Updated: Aug 2
Most of the calls I get about fighting dogs fall into a handful of categories, with some overlap:
1) two female dogs are fighting,
2) a third dog recently joined the family,
3) a puppy has joined a family where they already had a senior dog,
4) the youngest dog has recently turned 2 (e.g. reached social maturity),
5) the senior dog is old enough to have less accurate vision, hearing, and perhaps has arthritis,
6) the dogs aren't really fighting, they are playing roughly but it looks and sounds worrisome to the people,
7) a major stressor has affected the household (moving, new baby, big routine changes, etc...)
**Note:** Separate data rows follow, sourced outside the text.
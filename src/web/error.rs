use crate::error::DataError;
use axum::{
    http::StatusCode,
    response::{IntoResponse, Response},
    Json,
};
use serde_json::{Map, Value};

/// Failure body for every `/api` and `/auth` route: `{success: false, error}`,
/// optionally with an empty payload under the key the caller expects.
#[derive(Debug)]
pub struct ApiError {
    status: StatusCode,
    message: String,
    fallback: Option<(&'static str, Value)>,
}

impl ApiError {
    pub fn new(status: StatusCode, message: impl Into<String>) -> Self {
        Self {
            status,
            message: message.into(),
            fallback: None,
        }
    }

    pub fn unauthorized() -> Self {
        Self::new(StatusCode::UNAUTHORIZED, "Unauthorized")
    }

    pub fn forbidden() -> Self {
        Self::new(StatusCode::FORBIDDEN, "Forbidden")
    }

    pub fn bad_request(message: impl Into<String>) -> Self {
        Self::new(StatusCode::BAD_REQUEST, message)
    }

    pub fn not_found(message: impl Into<String>) -> Self {
        Self::new(StatusCode::NOT_FOUND, message)
    }

    pub fn internal(message: impl Into<String>) -> Self {
        Self::new(StatusCode::INTERNAL_SERVER_ERROR, message)
    }

    pub fn upstream(message: impl Into<String>) -> Self {
        Self::new(StatusCode::BAD_GATEWAY, message)
    }

    /// Adds `key: value` to the failure body, e.g. `feedback: []` for list routes.
    pub fn with_default(mut self, key: &'static str, value: Value) -> Self {
        self.fallback = Some((key, value));
        self
    }

    pub fn status(&self) -> StatusCode {
        self.status
    }

    pub fn message(&self) -> &str {
        &self.message
    }
}

impl From<DataError> for ApiError {
    fn from(err: DataError) -> Self {
        match err {
            DataError::NotFound { .. } => ApiError::not_found(err.to_string()),
            DataError::Validation(msg) => ApiError::bad_request(msg),
            DataError::Conflict(msg) => ApiError::new(StatusCode::CONFLICT, msg),
            DataError::Storage(e) => {
                tracing::error!("Storage failure: {}", e);
                ApiError::internal("Internal server error")
            }
        }
    }
}

impl IntoResponse for ApiError {
    fn into_response(self) -> Response {
        let mut body = Map::new();
        body.insert("success".into(), Value::Bool(false));
        body.insert("error".into(), Value::String(self.message));
        if let Some((key, value)) = self.fallback {
            body.insert(key.into(), value);
        }
        (self.status, Json(Value::Object(body))).into_response()
    }
}

#[cfg(test)]
mod tests {
    use super::*;
    use uuid::Uuid;

    #[test]
    fn data_errors_map_to_statuses() {
        let id = Uuid::new_v4();
        assert_eq!(ApiError::from(DataError::not_found("Employee", id)).status(), StatusCode::NOT_FOUND);
        assert_eq!(ApiError::from(DataError::validation("bad")).status(), StatusCode::BAD_REQUEST);
        assert_eq!(ApiError::from(DataError::conflict("dup")).status(), StatusCode::CONFLICT);

        let storage = ApiError::from(DataError::Storage(sqlx::Error::PoolTimedOut));
        assert_eq!(storage.status(), StatusCode::INTERNAL_SERVER_ERROR);
        assert_eq!(storage.message(), "Internal server error");
    }
}
use crate::db::{Store, DEFAULT_NOTIFICATION_LIMIT};
use crate::domain::models::{NewNotification, Notification};
use crate::error::{DataError, DataResult};
use serde::Serialize;
use std::collections::HashMap;
use tokio::sync::RwLock;
use uuid::Uuid;

/// Per-user view of the notification list as shown in the header badge.
#[derive(Clone, Debug, Default, Serialize, PartialEq)]
#[serde(rename_all = "camelCase")]
pub struct NotificationSnapshot {
    pub notifications: Vec<Notification>,
    pub unread_count: i64,
}

/// Read-through cache of [`NotificationSnapshot`]s keyed by user id.
///
/// Every mutation goes to the store first, then the user's entry is
/// invalidated and refetched so the next read reflects storage. A fetch only
/// lands in the cache if no invalidation happened while it was in flight.
#[derive(Default)]
pub struct NotificationCache {
    entries: RwLock<HashMap<Uuid, Slot>>,
}

#[derive(Default)]
struct Slot {
    generation: u64,
    snapshot: Option<NotificationSnapshot>,
}

impl NotificationCache {
    pub fn new() -> Self {
        Self::default()
    }

    pub async fn get(&self, store: &dyn Store, user_id: Uuid) -> DataResult<NotificationSnapshot> {
        if let Some(hit) = self
            .entries
            .read()
            .await
            .get(&user_id)
            .and_then(|slot| slot.snapshot.clone())
        {
            return Ok(hit);
        }
        self.refresh(store, user_id).await
    }

    pub async fn refresh(
        &self,
        store: &dyn Store,
        user_id: Uuid,
    ) -> DataResult<NotificationSnapshot> {
        let started_at = self.generation(user_id).await;
        let notifications = store
            .get_user_notifications(user_id, DEFAULT_NOTIFICATION_LIMIT)
            .await?;
        let unread_count = store.unread_notification_count(user_id).await?;
        let snapshot = NotificationSnapshot {
            notifications,
            unread_count,
        };

        let mut entries = self.entries.write().await;
        let slot = entries.entry(user_id).or_default();
        if slot.generation == started_at {
            slot.snapshot = Some(snapshot.clone());
        } else {
            tracing::debug!("Discarding superseded notification snapshot for {}", user_id);
        }
        Ok(snapshot)
    }

    pub async fn invalidate(&self, user_id: Uuid) {
        let mut entries = self.entries.write().await;
        let slot = entries.entry(user_id).or_default();
        slot.generation = slot.generation.wrapping_add(1);
        slot.snapshot = None;
    }

    async fn generation(&self, user_id: Uuid) -> u64 {
        self.entries
            .read()
            .await
            .get(&user_id)
            .map_or(0, |slot| slot.generation)
    }

    pub async fn add(&self, store: &dyn Store, new: NewNotification) -> DataResult<Notification> {
        let user_id = new.user_id;
        let created = store.create_notification(new).await?;
        self.sync(store, user_id).await;
        Ok(created)
    }

    pub async fn mark_read(&self, store: &dyn Store, user_id: Uuid, id: Uuid) -> DataResult<()> {
        owned(store, user_id, id).await?;
        store.mark_notification_read(id).await?;
        self.sync(store, user_id).await;
        Ok(())
    }

    pub async fn mark_all_read(&self, store: &dyn Store, user_id: Uuid) -> DataResult<u64> {
        let updated = store.mark_all_notifications_read(user_id).await?;
        self.sync(store, user_id).await;
        Ok(updated)
    }

    pub async fn delete(&self, store: &dyn Store, user_id: Uuid, id: Uuid) -> DataResult<()> {
        owned(store, user_id, id).await?;
        store.delete_notification(id).await?;
        self.sync(store, user_id).await;
        Ok(())
    }

    pub async fn clear(&self, store: &dyn Store, user_id: Uuid) -> DataResult<u64> {
        let removed = store.clear_notifications(user_id).await?;
        self.sync(store, user_id).await;
        Ok(removed)
    }

    async fn sync(&self, store: &dyn Store, user_id: Uuid) {
        self.invalidate(user_id).await;
        if let Err(e) = self.refresh(store, user_id).await {
            tracing::warn!("Failed to refresh notifications for {}: {}", user_id, e);
        }
    }
}

/// Another user's notification is reported as missing.
async fn owned(store: &dyn Store, user_id: Uuid, id: Uuid) -> DataResult<Notification> {
    match store.get_notification(id).await? {
        Some(n) if n.user_id == user_id => Ok(n),
        _ => Err(DataError::not_found("Notification", id)),
    }
}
Sometimes the dogs are fighting over items like food or toys or space. Other times it might be hard to tell what is starting the fights. This excellent article goes into more detail about the myriad of reasons dog may be having altercations.
Mixed age dog packs also have special requirements, as explained here. If the problem seems mild, try making one dog predict attention for the other, as discussed here.
The first thing you need to do in the case of more serious altercations is "crate/rotate" which means one dog is confined and the other dog is out, then rotate. Here's a good illustration of some ways to get this done and why. Do not let the dogs "fight it out."
You will likely need professional assistance for the work involved in changing the behavior. Here is a preview. If one dog is trying to kill the other dog (grab and shake) or if there is a big size difference, you may need to keep them separated indefinitely. Always take a small dog to the vet after a fight with a larger dog to check for internal injuries.